Error 7929, Check statement aborted. Database contains deferred transactions.

  • Around 12:51 this morning I was paged because the mssql service had restarted unexpectedly.  I investigate and found what appear to be a memory issue in a backup process:
    SQLVDI: Loc=SignalAbort. Desc=Client initiates abort. ErrorCode=(0). Process=10756. Thread=24412. Client. Instance=SERVERNAME. VD=Global\//LOCATION/Database_Log_201808100052.safe_SQLVDIMemoryName_0.

    The mssql service came back online and everything appear to be okay until later in the day when a simple process ran to update flags on a table...at which I noticed blocking...I did a few standard things and checked the stats, indexes, etc and then noticed there was a lingering transaction from 12:51am

    Transaction information for database 'CORELIBRARY'.

    Oldest active transaction:
      SPID (server process ID): 518
      UID (user ID) : -1
      Name    : user_transaction
      LSN    : (365886:1284741:19)
      Start time  : Aug 10 2018 12:51:39:473AM
      SID    : 0x010500000000000515000000be043e32bb0ada1107e53b2b5f130000

    Replicated Transaction Information:
       Oldest distributed LSN  : (365887:3062532:5)
       Oldest non-distributed LSN : (365886:1284741:19)
    DBCC execution completed. If DBCC printed error messages, contact your system administrator.

    Any attempts to update the table or drop a non-clustered index causes blocking from a LCK_M_SCH_M wait type, and running any integrity check (CHECKDB or CHECK TABLE) results in the 7929 error.

    I've dug around and found the transaction in the transaction log and believe it to be related to a non-committed replication command that never got comitted to the subscriber, but am unable to resolve the issue.

    At this point, I don't know what else to do...
    My last report plan for this evening is:

    ALTER DATABASE CORELIBRARY SET EMERGENCY
    ALTER DATABASE CORELIBRARY SET SINGLE_USER

    DBCC CHECKTABLE ('achstlmtIntermediate') WITH NO_INFOMSGS, ALL_ERRORMSGS
    --(Hope there's nothing out of the ordinary here)
    DBCC CHECKDB ('corelibrary') WITH NO_INFOMSGS, ALL_ERRORMSGS
    --(Pray its just a bad non-clustered index so I can rebuild it and be done with it)

    ALTER DATABASE CORELIBRARY SET ONLINE
    ALTER DATABASE CORELIBRARY SET MULTI_USER

    If all goes well, enjoy Friday night...
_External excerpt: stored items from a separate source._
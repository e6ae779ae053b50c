use std::{fmt, io};
use thiserror::Error;

use crate::code::ErrorCode;
use crate::record::ErrorDetails;

/// Unified error type for all host-side xPU operations.
///
/// Device failures are first captured in an [`ErrorRecord`](crate::ErrorRecord) and are
/// converted into one of the variants below once the host has read the record back, so a
/// caller sees a single error type regardless of where the failure originated.
///
/// # Thread Safety
///
/// `Error` is `Send + Sync` and can be moved out of worker threads.
#[derive(Error, Debug)]
pub enum Error {
    /// I/O error while reading or writing a cache transaction log file.
    #[error("I/O error: {0}")]
    Io(#[from] io::Error),

    /// Arrow error while exporting a chunk as a `RecordBatch`.
    #[error("Arrow error: {0}")]
    Arrow(#[from] arrow::error::ArrowError),

    /// The destination chunk has no room left for the requested rows or bytes.
    ///
    /// Inside a kernel this suspends the warp. It only reaches the host when no forward
    /// progress is possible, e.g. a single row is larger than an empty destination chunk.
    #[error("data store out of space: {0}")]
    DataStoreNoSpace(String),

    /// Runtime fault while evaluating an expression (overflow, division by zero, ...).
    ///
    /// `location` is `file:line` of the device routine that raised it.
    #[error("{message} (at {location}, in {function})")]
    ExpressionEval {
        message: String,
        function: String,
        location: String,
    },

    /// Opcode id that has no device routine.
    #[error("unsupported opcode {0}")]
    UnsupportedOpcode(u32),

    /// Cache log identity does not match the cached chunk.
    #[error("cache signature mismatch: expected {expected:#018x}, found {found:#018x}")]
    CacheSignatureMismatch { expected: u64, found: u64 },

    /// Unrecoverable kernel failure.
    #[error("fatal device error: {message} (at {location}, in {function})")]
    SystemFatal {
        message: String,
        function: String,
        location: String,
    },

    /// Invalid argument passed to a host API.
    #[error("Invalid argument: {0}")]
    InvalidArgumentError(String),

    /// Expression program rejected at build time.
    #[error("invalid expression program: {0}")]
    InvalidProgram(String),

    /// Malformed wire image (chunk, program, warp context or cache log).
    #[error("corrupt {what}: {detail}")]
    Corrupt { what: &'static str, detail: String },

    /// The host cancelled the scan.
    #[error("scan cancelled")]
    Cancelled,

    /// Bug or unexpected state.
    #[error("An internal operation failed: {0}")]
    Internal(String),
}

impl Error {
    #[inline]
    pub fn corrupt<E: fmt::Display>(what: &'static str, detail: E) -> Self {
        Error::Corrupt {
            what,
            detail: detail.to_string(),
        }
    }

    #[inline]
    pub fn invalid_program<E: fmt::Display>(err: E) -> Self {
        Error::InvalidProgram(err.to_string())
    }

    /// Device error code equivalent of this error, if it has one.
    pub fn code(&self) -> Option<ErrorCode> {
        match self {
            Error::DataStoreNoSpace(_) => Some(ErrorCode::DataStoreNoSpace),
            Error::ExpressionEval { .. } => Some(ErrorCode::ExpressionEval),
            Error::UnsupportedOpcode(_) => Some(ErrorCode::UnsupportedOpcode),
            Error::CacheSignatureMismatch { .. } => Some(ErrorCode::CacheSignatureMismatch),
            Error::SystemFatal { .. } => Some(ErrorCode::SystemFatal),
            _ => None,
        }
    }
}

impl From<&ErrorDetails> for Error {
    fn from(details: &ErrorDetails) -> Self {
        let location = format!("{}:{}", details.file, details.line);
        let function = details.function.to_string();
        let message = details.message.clone();
        match details.code {
            ErrorCode::DataStoreNoSpace => Error::DataStoreNoSpace(message),
            ErrorCode::ExpressionEval => Error::ExpressionEval {
                message,
                function,
                location,
            },
            ErrorCode::UnsupportedOpcode => Error::UnsupportedOpcode(details.aux as u32),
            ErrorCode::CacheSignatureMismatch => Error::CacheSignatureMismatch {
                expected: 0,
                found: details.aux,
            },
            ErrorCode::SystemFatal | ErrorCode::Success => Error::SystemFatal {
                message,
                function,
                location,
            },
        }
    }
}
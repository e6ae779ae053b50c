//! Boolean connectives and null tests over every combination of TRUE, FALSE and NULL.

use xpu_compute::KernContext;
use xpu_expr::{BuildOptions, NodeId, ProgramBuilder};
use xpu_types::{Datum, TypeOpcode};

#[derive(Debug, Clone, Copy, PartialEq)]
enum Tri {
    T,
    F,
    N,
}

use Tri::*;

const ALL: [Tri; 3] = [T, F, N];

impl Tri {
    fn datum(self) -> Datum {
        match self {
            T => Datum::Bool(true),
            F => Datum::Bool(false),
            N => Datum::Null,
        }
    }

    fn node(self, b: &mut ProgramBuilder) -> NodeId {
        match self {
            N => b.const_null(TypeOpcode::Bool),
            v => b.constant(v.datum()),
        }
    }
}

fn truth_and(a: Tri, b: Tri) -> Tri {
    match (a, b) {
        (F, _) | (_, F) => F,
        (T, T) => T,
        _ => N,
    }
}

fn truth_or(a: Tri, b: Tri) -> Tri {
    match (a, b) {
        (T, _) | (_, T) => T,
        (F, F) => F,
        _ => N,
    }
}

/// Evaluate the single projection target `build` produces.
fn eval_one(build: impl FnOnce(&mut ProgramBuilder) -> NodeId) -> Datum {
    let mut b = ProgramBuilder::new(0);
    let node = build(&mut b);
    b.projection(&[("v", node)]);
    let prog = b.build(&BuildOptions::default()).unwrap();
    let ctx = KernContext::host(&prog, &[]);
    let mut kvars = ctx.new_kvars();
    let mut out = ctx.projection(&mut kvars).unwrap();
    out.remove(0)
}

#[test]
fn and_or_truth_tables() {
    for a in ALL {
        for c in ALL {
            let got = eval_one(|b| {
                let (x, y) = (a.node(b), c.node(b));
                b.and(&[x, y])
            });
            assert_eq!(got, truth_and(a, c).datum(), "{a:?} AND {c:?}");
            let got = eval_one(|b| {
                let (x, y) = (a.node(b), c.node(b));
                b.or(&[x, y])
            });
            assert_eq!(got, truth_or(a, c).datum(), "{a:?} OR {c:?}");
        }
    }
}

#[test]
fn variadic_connectives_fold_left() {
    for a in ALL {
        for c in ALL {
            for d in ALL {
                let got = eval_one(|b| {
                    let args = [a.node(b), c.node(b), d.node(b)];
                    b.and(&args)
                });
                assert_eq!(got, truth_and(truth_and(a, c), d).datum());
                let got = eval_one(|b| {
                    let args = [a.node(b), c.node(b), d.node(b)];
                    b.or(&args)
                });
                assert_eq!(got, truth_or(truth_or(a, c), d).datum());
            }
        }
    }
}

#[test]
fn not_and_null_tests() {
    for a in ALL {
        let expected = match a {
            T => F,
            F => T,
            N => N,
        };
        let negated = eval_one(|b| {
            let x = a.node(b);
            b.not(x)
        });
        assert_eq!(negated, expected.datum());
        let is_null = eval_one(|b| {
            let x = a.node(b);
            b.null_test(x, true)
        });
        assert_eq!(is_null, Datum::Bool(a == N));
        let is_not_null = eval_one(|b| {
            let x = a.node(b);
            b.null_test(x, false)
        });
        assert_eq!(is_not_null, Datum::Bool(a != N));
    }
}

#[test]
fn short_circuit_skips_failing_operands() {
    // 1 / 0 raises, but AND stops at the FALSE before it
    let got = eval_one(|b| {
        let f = b.constant(Datum::Bool(false));
        let one = b.constant(Datum::Int4(1));
        let zero = b.constant(Datum::Int4(0));
        let div = b.func(xpu_expr::FuncOpcode::Int4Div, &[one, zero]);
        let cmp = b.func(xpu_expr::FuncOpcode::Int4Eq, &[div, one]);
        b.and(&[f, cmp])
    });
    assert_eq!(got, Datum::Bool(false));
}

#[test]
fn null_qualifier_rejects_the_row() {
    let mut b = ProgramBuilder::new(0);
    let n = b.const_null(TypeOpcode::Bool);
    b.scan_quals(n);
    b.projection(&[("n", n)]);
    let prog = b.build(&BuildOptions::default()).unwrap();
    let ctx = KernContext::host(&prog, &[]);
    let mut kvars = ctx.new_kvars();
    assert!(!ctx.eval_qual(prog.entries().scan_quals, &mut kvars).unwrap());
    assert!(ctx.eval_qual(None, &mut kvars).unwrap());
}
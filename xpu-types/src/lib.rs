//! Shared type vocabulary of the xPU engine.
//!
//! - [`TypeOpcode`]: the closed set of device types with their width and alignment.
//! - [`Datum`]: a typed, nullable value as produced by the expression evaluator.
//! - [`ColumnDef`]: a named, typed column of a target schema.
//! - [`DatumKey`]: a hashable, equality-comparable wrapper used for grouping.

#![forbid(unsafe_code)]

pub mod codec;
pub mod datum;
pub mod key;
pub mod type_op;

pub use datum::{ColumnDef, Datum};
pub use key::{DatumKey, hash_datums};
pub use type_op::TypeOpcode;

/// Lanes per warp.
pub const WARP_SIZE: usize = 32;

/// Round `len` up to a multiple of `align` (a power of two).
#[inline]
pub const fn align_up(len: usize, align: usize) -> usize {
    (len + align - 1) & !(align - 1)
}

/// Maximum alignment of any on-chunk value.
pub const MAXALIGN: usize = 8;

#[inline]
pub const fn maxalign(len: usize) -> usize {
    align_up(len, MAXALIGN)
}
    Has anyone ran into this before?  And other than a CHECKDB with allowing data loss, what steps did you take to resolve it?

    ______________________________________________________________________________Never argue with an idiot; Theyll drag you down to their level and beat you with experience

  • How did you get on with this?
    😎

    Last time I ran into the 7929, I ended up restoring from the latest backups (5 min transaction log backup interval so not much of a risk).

  • We never did the maintenance (which is good because I'd like more time to research).
    I'm going to try and restore a copy of the database from after the service restart in efforts to test against it first.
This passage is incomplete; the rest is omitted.